(Task brief):
Scan the listing below for the word "dates" and copy every line where it occurs.

(Supplied information):
◆ ◆ ◆ ◆ ◆

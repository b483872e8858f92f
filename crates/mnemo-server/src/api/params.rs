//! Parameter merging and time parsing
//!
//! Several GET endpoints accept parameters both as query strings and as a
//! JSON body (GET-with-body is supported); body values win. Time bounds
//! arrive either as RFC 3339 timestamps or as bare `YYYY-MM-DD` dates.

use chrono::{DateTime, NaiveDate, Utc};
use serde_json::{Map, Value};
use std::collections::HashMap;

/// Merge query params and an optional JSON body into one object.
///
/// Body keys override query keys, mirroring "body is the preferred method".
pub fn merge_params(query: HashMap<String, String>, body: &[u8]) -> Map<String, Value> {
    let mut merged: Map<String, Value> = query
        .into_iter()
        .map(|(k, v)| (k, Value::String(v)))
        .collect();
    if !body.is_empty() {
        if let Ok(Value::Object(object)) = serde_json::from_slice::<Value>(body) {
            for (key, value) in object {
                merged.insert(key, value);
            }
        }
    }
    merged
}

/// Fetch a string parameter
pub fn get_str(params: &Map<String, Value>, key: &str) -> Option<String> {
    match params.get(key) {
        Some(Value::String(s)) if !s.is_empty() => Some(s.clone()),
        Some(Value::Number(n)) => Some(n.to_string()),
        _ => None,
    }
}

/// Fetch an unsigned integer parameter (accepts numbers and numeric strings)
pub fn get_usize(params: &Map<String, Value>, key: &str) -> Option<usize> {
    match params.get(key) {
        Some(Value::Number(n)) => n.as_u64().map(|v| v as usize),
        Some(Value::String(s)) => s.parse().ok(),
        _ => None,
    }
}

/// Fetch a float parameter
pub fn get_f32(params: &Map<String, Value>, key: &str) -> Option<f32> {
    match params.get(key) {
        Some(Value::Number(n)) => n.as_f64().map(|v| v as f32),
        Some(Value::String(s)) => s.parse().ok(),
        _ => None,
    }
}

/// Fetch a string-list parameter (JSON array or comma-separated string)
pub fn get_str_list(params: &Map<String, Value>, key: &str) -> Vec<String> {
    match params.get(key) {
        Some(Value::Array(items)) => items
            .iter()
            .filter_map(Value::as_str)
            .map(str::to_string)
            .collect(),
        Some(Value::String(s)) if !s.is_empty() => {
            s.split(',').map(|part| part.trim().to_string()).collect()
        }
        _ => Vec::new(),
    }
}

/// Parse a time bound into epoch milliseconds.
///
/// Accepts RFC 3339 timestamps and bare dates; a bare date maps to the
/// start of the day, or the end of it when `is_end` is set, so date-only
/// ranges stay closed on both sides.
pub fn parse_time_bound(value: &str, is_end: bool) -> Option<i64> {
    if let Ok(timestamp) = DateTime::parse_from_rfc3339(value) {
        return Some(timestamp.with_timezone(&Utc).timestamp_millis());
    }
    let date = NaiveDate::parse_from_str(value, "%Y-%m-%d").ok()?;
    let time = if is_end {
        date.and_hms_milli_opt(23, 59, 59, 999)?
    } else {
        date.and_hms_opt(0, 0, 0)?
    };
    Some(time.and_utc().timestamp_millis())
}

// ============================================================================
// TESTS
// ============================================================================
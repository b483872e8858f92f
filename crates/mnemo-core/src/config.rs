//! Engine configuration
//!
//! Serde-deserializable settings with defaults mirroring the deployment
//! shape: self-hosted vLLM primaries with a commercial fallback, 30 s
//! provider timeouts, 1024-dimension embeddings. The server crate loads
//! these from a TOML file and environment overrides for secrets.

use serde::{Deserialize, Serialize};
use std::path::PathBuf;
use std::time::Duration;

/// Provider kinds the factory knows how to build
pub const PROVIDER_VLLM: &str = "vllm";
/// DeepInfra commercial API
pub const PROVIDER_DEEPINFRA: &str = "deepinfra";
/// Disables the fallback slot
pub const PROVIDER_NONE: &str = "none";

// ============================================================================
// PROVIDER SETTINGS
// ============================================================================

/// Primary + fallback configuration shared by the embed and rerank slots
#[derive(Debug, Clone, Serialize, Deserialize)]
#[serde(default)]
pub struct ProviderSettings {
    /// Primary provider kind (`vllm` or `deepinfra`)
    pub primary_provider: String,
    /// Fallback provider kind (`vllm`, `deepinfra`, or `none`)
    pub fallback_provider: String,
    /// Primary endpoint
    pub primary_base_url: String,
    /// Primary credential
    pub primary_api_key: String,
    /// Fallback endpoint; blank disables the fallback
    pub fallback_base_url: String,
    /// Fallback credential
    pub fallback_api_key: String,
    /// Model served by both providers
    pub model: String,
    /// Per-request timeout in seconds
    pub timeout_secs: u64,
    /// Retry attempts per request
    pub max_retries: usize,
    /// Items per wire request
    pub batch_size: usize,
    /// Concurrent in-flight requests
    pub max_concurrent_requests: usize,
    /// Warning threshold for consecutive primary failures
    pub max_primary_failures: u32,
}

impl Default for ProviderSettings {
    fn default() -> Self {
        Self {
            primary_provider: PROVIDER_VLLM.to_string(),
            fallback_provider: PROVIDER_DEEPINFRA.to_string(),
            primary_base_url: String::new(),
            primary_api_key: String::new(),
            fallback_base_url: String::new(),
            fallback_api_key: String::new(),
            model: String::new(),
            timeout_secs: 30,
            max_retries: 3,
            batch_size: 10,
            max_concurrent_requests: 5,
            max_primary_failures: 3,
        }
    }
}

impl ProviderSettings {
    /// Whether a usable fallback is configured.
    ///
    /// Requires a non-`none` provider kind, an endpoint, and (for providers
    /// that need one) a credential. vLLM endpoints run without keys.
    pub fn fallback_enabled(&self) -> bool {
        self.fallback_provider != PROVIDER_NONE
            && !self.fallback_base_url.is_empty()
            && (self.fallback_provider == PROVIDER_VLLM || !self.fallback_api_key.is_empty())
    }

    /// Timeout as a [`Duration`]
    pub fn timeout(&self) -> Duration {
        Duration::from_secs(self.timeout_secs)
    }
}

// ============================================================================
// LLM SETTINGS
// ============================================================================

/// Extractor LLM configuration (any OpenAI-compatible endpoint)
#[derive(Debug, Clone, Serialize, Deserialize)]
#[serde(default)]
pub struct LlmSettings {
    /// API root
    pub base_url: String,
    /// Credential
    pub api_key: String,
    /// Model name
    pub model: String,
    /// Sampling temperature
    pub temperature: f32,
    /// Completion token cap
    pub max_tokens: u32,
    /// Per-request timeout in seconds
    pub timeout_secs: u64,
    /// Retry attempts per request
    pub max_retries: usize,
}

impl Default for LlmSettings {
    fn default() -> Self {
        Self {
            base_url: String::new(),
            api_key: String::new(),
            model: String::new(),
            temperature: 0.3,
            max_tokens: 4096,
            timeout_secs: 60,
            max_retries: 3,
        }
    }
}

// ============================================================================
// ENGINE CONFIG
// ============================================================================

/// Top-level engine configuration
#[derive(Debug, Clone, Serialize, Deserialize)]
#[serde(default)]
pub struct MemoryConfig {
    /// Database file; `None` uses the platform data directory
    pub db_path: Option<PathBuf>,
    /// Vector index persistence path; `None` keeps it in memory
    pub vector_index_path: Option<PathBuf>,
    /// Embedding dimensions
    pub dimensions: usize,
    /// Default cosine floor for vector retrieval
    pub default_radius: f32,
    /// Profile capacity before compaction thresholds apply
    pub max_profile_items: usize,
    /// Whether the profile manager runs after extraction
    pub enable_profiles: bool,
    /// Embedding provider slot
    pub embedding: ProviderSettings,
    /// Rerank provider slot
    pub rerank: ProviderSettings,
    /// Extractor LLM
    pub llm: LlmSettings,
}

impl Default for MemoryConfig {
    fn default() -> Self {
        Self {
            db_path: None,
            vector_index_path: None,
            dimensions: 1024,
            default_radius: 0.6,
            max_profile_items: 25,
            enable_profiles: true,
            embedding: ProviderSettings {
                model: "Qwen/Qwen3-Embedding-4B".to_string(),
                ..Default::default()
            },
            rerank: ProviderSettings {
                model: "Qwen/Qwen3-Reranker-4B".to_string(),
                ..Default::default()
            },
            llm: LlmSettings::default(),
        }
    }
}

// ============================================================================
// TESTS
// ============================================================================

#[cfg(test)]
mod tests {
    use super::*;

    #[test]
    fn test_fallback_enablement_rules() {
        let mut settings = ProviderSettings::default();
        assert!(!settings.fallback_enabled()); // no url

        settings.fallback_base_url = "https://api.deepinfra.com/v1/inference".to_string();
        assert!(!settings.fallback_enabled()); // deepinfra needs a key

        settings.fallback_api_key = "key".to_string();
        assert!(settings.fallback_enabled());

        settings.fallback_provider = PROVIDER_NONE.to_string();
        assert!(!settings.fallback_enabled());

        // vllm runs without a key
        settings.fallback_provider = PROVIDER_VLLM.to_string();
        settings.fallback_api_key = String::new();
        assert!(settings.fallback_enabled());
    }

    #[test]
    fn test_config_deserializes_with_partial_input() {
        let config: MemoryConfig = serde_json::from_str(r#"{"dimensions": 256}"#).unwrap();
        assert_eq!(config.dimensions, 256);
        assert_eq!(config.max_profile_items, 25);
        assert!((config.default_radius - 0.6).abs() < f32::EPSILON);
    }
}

◆ ◆ ◆ ◆ ◆

(Your response):
//! arrive either as RFC 3339 timestamps or as bare `YYYY-MM-DD` dates.
/// Accepts RFC 3339 timestamps and bare dates; a bare date maps to the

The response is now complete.